In this final chapter we focus much of the technical/logical work of previous chapters onto theories with limited (more feasible) computational strength. The initial motivation is the surprising result of Bellantoni and Cook [1992] characterizing the polynomial-time functions by the primitive recursion schemes, but with a judicially placed semicolon first used by Simmons [1988], separating the variables into two kinds (or sorts). The first “normal” kind controls the length of recursions, and the second “safe” kind marks the places where substitutions are allowed. Various alternative names have arisen for the two sorts of variables, which will play a fundamental role throughout this chapter, thus “normal”/“input” and “safe”/“output”; we shall use the input–output terminology. The important distinction here is that input and output variables will not just be of base type, but may be of arbitrary higher type.

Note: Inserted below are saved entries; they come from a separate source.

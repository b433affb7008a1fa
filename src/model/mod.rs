pub mod error;
pub mod file_handle;
pub mod json_store;
pub mod open_mode;
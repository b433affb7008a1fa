//! 内存文件系统：不触碰磁盘地验证打开模式语义

use std::cell::{Cell, RefCell};
use std::collections::{HashMap, HashSet};
use std::io::{self, ErrorKind, Read, Seek, SeekFrom, Write};
use std::path::{Path, PathBuf};
use std::rc::Rc;

use crate::model::open_mode::AccessFlags;
use crate::utils::fs::{parent_dir, FileSystem};

type Contents = Rc<RefCell<Vec<u8>>>;

#[derive(Debug, Default)]
struct MemoryState {
    files: HashMap<PathBuf, Contents>,
    dirs: HashSet<PathBuf>,
    read_only: HashSet<PathBuf>,
    /// 对文件系统的调用次数（目录检查 + 打开）
    calls: Cell<usize>,
}

/// 单线程内存文件系统，克隆后共享同一份状态
#[derive(Debug, Clone)]
pub struct MemoryFileSystem {
    state: Rc<RefCell<MemoryState>>,
}

impl Default for MemoryFileSystem {
    fn default() -> Self {
        Self::new()
    }
}

impl MemoryFileSystem {
    /// 新建，仅包含当前目录 `.` 和根目录 `/`
    pub fn new() -> Self {
        let mut state = MemoryState::default();
        state.dirs.insert(PathBuf::from("."));
        state.dirs.insert(PathBuf::from("/"));
        Self { state: Rc::new(RefCell::new(state)) }
    }

    pub fn add_dir(&self, path: impl Into<PathBuf>) -> &Self {
        self.state.borrow_mut().dirs.insert(path.into());
        self
    }

    pub fn add_file(&self, path: impl Into<PathBuf>, contents: impl Into<Vec<u8>>) -> &Self {
        self.state
            .borrow_mut()
            .files
            .insert(path.into(), Rc::new(RefCell::new(contents.into())));
        self
    }

    /// 标记为只读，以可写方式打开时返回 PermissionDenied
    pub fn set_read_only(&self, path: impl Into<PathBuf>) -> &Self {
        self.state.borrow_mut().read_only.insert(path.into());
        self
    }

    pub fn contents(&self, path: impl AsRef<Path>) -> Option<Vec<u8>> {
        self.state
            .borrow()
            .files
            .get(path.as_ref())
            .map(|c| c.borrow().clone())
    }

    pub fn exists(&self, path: impl AsRef<Path>) -> bool {
        self.state.borrow().files.contains_key(path.as_ref())
    }

    pub fn calls(&self) -> usize {
        self.state.borrow().calls.get()
    }

    fn record_call(&self) {
        let state = self.state.borrow();
        state.calls.set(state.calls.get() + 1);
    }
}

impl FileSystem for MemoryFileSystem {
    type File = MemoryFile;

    fn dir_exists(&self, path: &Path) -> bool {
        self.record_call();
        self.state.borrow().dirs.contains(path)
    }

    fn open(&self, path: &Path, flags: AccessFlags) -> io::Result<MemoryFile> {
        self.record_call();
        let mut state = self.state.borrow_mut();

        let parent_ok = parent_dir(path).is_some_and(|p| state.dirs.contains(p));
        if !parent_ok {
            return Err(io::Error::new(ErrorKind::NotFound, "parent directory not found"));
        }
        if state.dirs.contains(path) {
            return Err(io::Error::other("is a directory"));
        }
        if flags.allows_write() && state.read_only.contains(path) {
            return Err(io::Error::new(ErrorKind::PermissionDenied, "read-only file"));
        }

        let existing = state.files.get(path).cloned();
        let data = match existing {
            Some(data) => data,
            None if flags.creates() => {
                let data: Contents = Rc::default();
                state.files.insert(path.to_path_buf(), data.clone());
                data
            }
            None => return Err(io::Error::new(ErrorKind::NotFound, "file not found")),
        };
        if flags.truncates() {
            data.borrow_mut().clear();
        }
        Ok(MemoryFile { data, pos: 0, flags })
    }
}

/// 内存文件句柄
#[derive(Debug)]
pub struct MemoryFile {
    data: Contents,
    pos: u64,
    flags: AccessFlags,
}

impl Read for MemoryFile {
    fn read(&mut self, buf: &mut [u8]) -> io::Result<usize> {
        if !self.flags.readable {
            return Err(io::Error::new(ErrorKind::PermissionDenied, "not opened for reading"));
        }
        let data = self.data.borrow();
        let start = usize::try_from(self.pos).map_or(data.len(), |pos| pos.min(data.len()));
        let n = buf.len().min(data.len() - start);
        buf[..n].copy_from_slice(&data[start..start + n]);
        self.pos += n as u64;
        Ok(n)
    }
}

impl Write for MemoryFile {
    fn write(&mut self, buf: &[u8]) -> io::Result<usize> {
        if !self.flags.allows_write() {
            return Err(io::Error::new(ErrorKind::PermissionDenied, "not opened for writing"));
        }
        let mut data = self.data.borrow_mut();
        if self.flags.append {
            self.pos = data.len() as u64;
        }
        let start = usize::try_from(self.pos)
            .map_err(|_| io::Error::new(ErrorKind::InvalidInput, "offset out of range"))?;
        let end = start
            .checked_add(buf.len())
            .ok_or_else(|| io::Error::new(ErrorKind::InvalidInput, "offset out of range"))?;
        let cur_len = data.len();
        if cur_len < end {
            data.try_reserve(end - cur_len)
                .map_err(|_| io::Error::new(ErrorKind::OutOfMemory, "file too large"))?;
            data.resize(end, 0);
        }
        data[start..end].copy_from_slice(buf);
        self.pos = end as u64;
        Ok(buf.len())
    }

    fn flush(&mut self) -> io::Result<()> {
        Ok(())
    }
}

impl Seek for MemoryFile {
    fn seek(&mut self, pos: SeekFrom) -> io::Result<u64> {
        let len = self.data.borrow().len() as i128;
        let target = match pos {
            SeekFrom::Start(n) => n as i128,
            SeekFrom::End(d) => len + d as i128,
            SeekFrom::Current(d) => self.pos as i128 + d as i128,
        };
        if target < 0 {
            return Err(io::Error::new(ErrorKind::InvalidInput, "seek before start"));
        }
        self.pos = target as u64;
        Ok(self.pos)
    }
}
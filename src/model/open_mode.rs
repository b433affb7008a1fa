//! 打开模式：六种模式到访问标志位的纯映射

use std::fmt;
use std::str::FromStr;

use crate::model::error::FileError;

/// 文件打开模式
#[derive(Debug, Clone, Copy, PartialEq, Eq, Hash)]
#[repr(u8)]
pub enum OpenMode {
    Read = 0,
    Write = 1,
    Append = 2,
    ReadPlus = 3,
    WritePlus = 4,
    AppendPlus = 5,
}

/// 访问标志位（与平台无关）
#[derive(Debug, Clone, Copy, PartialEq, Eq, Hash, Default)]
pub struct AccessFlags {
    pub readable: bool,
    pub writable: bool,
    /// 每次写入都追加到文件末尾
    pub append: bool,
    /// 打开时截断
    pub truncate: bool,
}

impl OpenMode {
    pub const ALL: [OpenMode; 6] = [
        OpenMode::Read,
        OpenMode::Write,
        OpenMode::Append,
        OpenMode::ReadPlus,
        OpenMode::WritePlus,
        OpenMode::AppendPlus,
    ];

    /// 模式 → 标志位映射表
    pub const fn flags(self) -> AccessFlags {
        const fn f(readable: bool, writable: bool, append: bool, truncate: bool) -> AccessFlags {
            AccessFlags { readable, writable, append, truncate }
        }
        match self {
            OpenMode::Read => f(true, false, false, false),
            OpenMode::Write => f(false, true, false, false),
            OpenMode::Append => f(false, true, true, false),
            OpenMode::ReadPlus => f(true, true, false, false),
            OpenMode::WritePlus => f(true, true, false, true),
            OpenMode::AppendPlus => f(true, false, true, false),
        }
    }

    /// 从原始数值解析，越界返回 InvalidMode
    pub fn from_raw(raw: u8) -> Result<Self, FileError> {
        Self::ALL
            .get(raw as usize)
            .copied()
            .ok_or_else(|| FileError::InvalidMode(raw.to_string()))
    }

    pub const fn name(self) -> &'static str {
        match self {
            OpenMode::Read => "read",
            OpenMode::Write => "write",
            OpenMode::Append => "append",
            OpenMode::ReadPlus => "readplus",
            OpenMode::WritePlus => "writeplus",
            OpenMode::AppendPlus => "appendplus",
        }
    }
}

impl TryFrom<u8> for OpenMode {
    type Error = FileError;

    fn try_from(raw: u8) -> Result<Self, Self::Error> {
        Self::from_raw(raw)
    }
}

impl FromStr for OpenMode {
    type Err = FileError;

    fn from_str(s: &str) -> Result<Self, Self::Err> {
        match s {
            "read" | "r" => Ok(OpenMode::Read),
            "write" | "w" => Ok(OpenMode::Write),
            "append" | "a" => Ok(OpenMode::Append),
            "readplus" | "r+" => Ok(OpenMode::ReadPlus),
            "writeplus" | "w+" => Ok(OpenMode::WritePlus),
            "appendplus" | "a+" => Ok(OpenMode::AppendPlus),
            other => Err(FileError::InvalidMode(other.to_string())),
        }
    }
}

impl fmt::Display for OpenMode {
    fn fmt(&self, f: &mut fmt::Formatter<'_>) -> fmt::Result {
        f.write_str(self.name())
    }
}

impl AccessFlags {
    /// 允许写入（普通写或追加写）
    pub fn allows_write(&self) -> bool {
        self.writable || self.append
    }

    /// 可写时文件不存在则创建
    pub fn creates(&self) -> bool {
        self.allows_write()
    }

    /// 实际是否截断：显式截断，或者只写（不可读、不追加）隐含截断
    pub fn truncates(&self) -> bool {
        self.truncate || (self.writable && !self.readable && !self.append)
    }
}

We begin by developing a basic version of arithmetic which incorporates this variable separation. This theory EA(;) will have elementary recursive strength (hence the prefix E) and sub-elementary (polynomially bounded) strength when restricted to its Σ1-inductive fragment. EA(;) is a first-order theory which we use as a means to illustrate the underlying principles available in such two-sorted situations. Our aim however is to extend the Bellantoni and Cook variable separation to also incorporate higher types. This produces a theory A(;) extending EA(;) with higher type variables and quantifiers, having as its term system a two-sorted version T(;) of Gödel's T. T(;) will thus give a functional interpretation for A(;), which has the same elementary computational strength, but is more expressive and applicable.